The venue had been small, when Rosie finally went, but the music was fantastic. John Brady had kept up a running commentary on each musician, music instrument and patron, and Rosie had to stifle his laughter in his hand more than once at Brady's astute observations.
By the end, after the fifth encore, the concert had turned into an impromptu jam session, the musicians riffing off of each other and pushing each further and further. Rosie and Brady had both danced and laughed more than they had for ages before.
The next time Brady was in town, he called Rosie up beforehand to tell him to come along, and it became a habit after that. They often had drinks together until late into the night, relishing the opportunity to talk to someone who understood, without many words, what they had seen and what they brought back.
The buskers take a break, and Rosie's pulled back into the present. His stomach growls, so he rummages for some quarters in his pockets to drop them into the hat the singer is walking around with, and he thanks him with a smile and a nod.

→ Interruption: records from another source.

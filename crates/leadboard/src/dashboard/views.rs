use super::domain::{LossReason, Metric, TrendMode};
use serde::Serialize;

#[derive(Debug, Clone, Serialize)]
pub struct StageShareEntry {
    pub id: String,
    pub display_name: String,
    pub lead_count: u32,
    pub monetary_value: u64,
    pub average_duration_label: String,
    pub color_token: String,
    /// Bar segment width, percent of the displayed stages' total.
    pub share_pct: f64,
}

#[derive(Debug, Clone, Serialize)]
pub struct ChannelShareEntry {
    pub display_name: String,
    pub monetary_value: u64,
    pub lead_count: u32,
    pub color_hex: String,
    pub color_token: String,
    pub share_pct: f64,
    pub rounded_share_pct: u32,
}

/// Field of a trend point a chart series reads.
#[derive(Debug, Clone, Copy, PartialEq, Eq, Serialize)]
#[serde(rename_all = "snake_case")]
pub enum TrendField {
    ClosedWon,
    ClosedLost,
    LeadsIn,
    TotalDealValue,
}

#[derive(Debug, Clone, Serialize)]
pub struct SeriesSpec {
    pub field: TrendField,
    pub label: &'static str,
    pub color: &'static str,
}

#[derive(Debug, Clone, Serialize)]
pub struct ChartPoint {
    pub period_label: String,
    pub primary: u64,
    #[serde(skip_serializing_if = "Option::is_none")]
    pub secondary: Option<u64>,
}

#[derive(Debug, Clone, Serialize)]
pub struct TrendChartView {
    pub mode: TrendMode,
    pub mode_label: &'static str,
    pub primary: SeriesSpec,
    #[serde(skip_serializing_if = "Option::is_none")]
    pub secondary: Option<SeriesSpec>,
    /// Prepended to axis ticks and tooltip values.
    pub value_prefix: &'static str,
    pub points: Vec<ChartPoint>,
}

#[derive(Debug, Clone, Copy, PartialEq, Eq, Serialize)]
pub struct TrendRollup {
    pub total_closed_won: u64,
    pub total_closed_lost: u64,
}

#[derive(Debug, Clone, Serialize)]
pub struct DashboardSummary {
    pub active_leads: u32,
    pub total_funnel_leads: u64,
    pub funnel: Vec<StageShareEntry>,
    pub trend: TrendChartView,
    pub trend_rollup: TrendRollup,
    pub sources: Vec<ChannelShareEntry>,
    pub loss_reasons: Vec<LossReason>,
    pub metrics: Vec<Metric>,
}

As he walks away towards the restaurant, the saxophonist picks up another tune, and Rosie has to pull himself together to not break out into a little dance. Life is good today.
Kenny
Being back home on the farm still feels surreal sometimes. Kenny still wakes up at the ass crack of dawn, woken by the unshakeable feeling that lives would be lost if he didn't get up right now, get to work on the planes, get them ready for the day's mission.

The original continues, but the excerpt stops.